* Task description *
Transcribe the listing below word for word.

* Dataset excerpts *
//! In-memory category repository for seeding and lifecycle tests.

use async_trait::async_trait;
use std::collections::HashMap;
use std::sync::{Arc, RwLock};

use crate::task::{
    domain::{Category, CategoryId, CategoryName},
    ports::{CategoryRepository, CategoryRepositoryError, CategoryRepositoryResult},
};

/// Thread-safe in-memory category repository.
///
/// `get_or_create` holds the write lock for the whole check-and-insert, so
/// concurrent seeding cannot produce duplicate names.
#[derive(Debug, Clone, Default)]
pub struct InMemoryCategoryRepository {
    state: Arc<RwLock<InMemoryCategoryState>>,
}

#[derive(Debug, Default)]
struct InMemoryCategoryState {
    categories: HashMap<CategoryId, Category>,
    name_index: HashMap<String, CategoryId>,
}

impl InMemoryCategoryRepository {
    /// Creates an empty in-memory repository.
    #[must_use]
    pub fn new() -> Self {
        Self::default()
    }
}

fn lock_error(err: impl ToString) -> CategoryRepositoryError {
    CategoryRepositoryError::persistence(std::io::Error::other(err.to_string()))
}

#[async_trait]
impl CategoryRepository for InMemoryCategoryRepository {
    async fn get_or_create(
        &self,
        name: &CategoryName,
    ) -> CategoryRepositoryResult<(Category, bool)> {
        let mut state = self.state.write().map_err(lock_error)?;
        if let Some(existing) = state
            .name_index
            .get(name.as_str())
            .and_then(|id| state.categories.get(id))
        {
            return Ok((existing.clone(), false));
        }

        let category = Category::new(name.clone());
        state
            .name_index
            .insert(name.as_str().to_owned(), category.id());
        state.categories.insert(category.id(), category.clone());
        Ok((category, true))
    }

    async fn find_by_id(&self, id: CategoryId) -> CategoryRepositoryResult<Option<Category>> {
        let state = self.state.read().map_err(lock_error)?;
        Ok(state.categories.get(&id).cloned())
    }

    async fn find_by_name(
        &self,
        name: &CategoryName,
    ) -> CategoryRepositoryResult<Option<Category>> {
        let state = self.state.read().map_err(lock_error)?;
        let category = state
            .name_index
            .get(name.as_str())
            .and_then(|id| state.categories.get(id))
            .cloned();
        Ok(category)
    }

    async fn list(&self) -> CategoryRepositoryResult<Vec<Category>> {
        let state = self.state.read().map_err(lock_error)?;
        let mut categories: Vec<Category> = state.categories.values().cloned().collect();
        categories.sort_by(|left, right| left.name().as_str().cmp(right.name().as_str()));
        Ok(categories)
    }

    async fn delete(&self, id: CategoryId) -> CategoryRepositoryResult<()> {
        let mut state = self.state.write().map_err(lock_error)?;
        let removed = state
            .categories
            .remove(&id)
            .ok_or(CategoryRepositoryError::NotFound(id))?;
        state.name_index.remove(removed.name().as_str());
        Ok(())
    }
}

* Written solution *
//! In-memory category repository for seeding and lifecycle tests.

use async_trait::async_trait;
use std::collections::HashMap;
use std::sync::{Arc, RwLock};

use crate::task::{
    domain::{Category, CategoryId, CategoryName},
    ports::{CategoryRepository, CategoryRepositoryError, CategoryRepositoryResult},
};

/// Thread-safe in-memory category repository.
///
/// `get_or_create` holds the write lock for the whole check-and-insert, so
/// concurrent seeding cannot produce duplicate names.
#[derive(Debug, Clone, Default)]
pub struct InMemoryCategoryRepository {
    state: Arc<RwLock<InMemoryCategoryState>>,
}

#[derive(Debug, Default)]
struct InMemoryCategoryState {
    categories: HashMap<CategoryId, Category>,
    name_index: HashMap<String, CategoryId>,
}

impl InMemoryCategoryRepository {
    /// Creates an empty in-memory repository.
    #[must_use]
    pub fn new() -> Self {
        Self::default()
    }
}

fn lock_error(err: impl ToString) -> CategoryRepositoryError {
    CategoryRepositoryError::persistence(std::io::Error::other(err.to_string()))
}

#[async_trait]
impl CategoryRepository for InMemoryCategoryRepository {
    async fn get_or_create(
        &self,
        name: &CategoryName,
    ) -> CategoryRepositoryResult<(Category, bool)> {
        let mut state = self.state.write().map_err(lock_error)?;
        if let Some(existing) = state
            .name_index
            .get(name.as_str())
            .and_then(|id| state.categories.get(id))
        {
            return Ok((existing.clone(), false));
        }

        let category = Category::new(name.clone());
        state
            .name_index
            .insert(name.as_str().to_owned(), category.id());
        state.categories.insert(category.id(), category.clone());
        Ok((category, true))
    }

    async fn find_by_id(&self, id: CategoryId) -> CategoryRepositoryResult<Option<Category>> {
        let state = self.state.read().map_err(lock_error)?;
        Ok(state.categories.get(&id).cloned())
    }

    async fn find_by_name(
        &self,
        name: &CategoryName,
    ) -> CategoryRepositoryResult<Option<Category>> {
        let state = self.state.read().map_err(lock_error)?;
        let category = state
            .name_index
            .get(name.as_str())
            .and_then(|id| state.categories.get(id))
            .cloned();
        Ok(category)
    }

    async fn list(&self) -> CategoryRepositoryResult<Vec<Category>> {
        let state = self.state.read().map_err(lock_error)?;
        let mut categories: Vec<Category> = state.categories.values().cloned().collect();
        categories.sort_by(|left, right| left.name().as_str().cmp(right.name().as_str()));
        Ok(categories)
    }

    async fn delete(&self, id: CategoryId) -> CategoryRepositoryResult<()> {
        let mut state = self.state.write().map_err(lock_error)?;
        let removed = state
            .categories
            .remove(&id)
            .ok_or(CategoryRepositoryError::NotFound(id))?;
        state.name_index.remove(removed.name().as_str());
        Ok(())
    }
}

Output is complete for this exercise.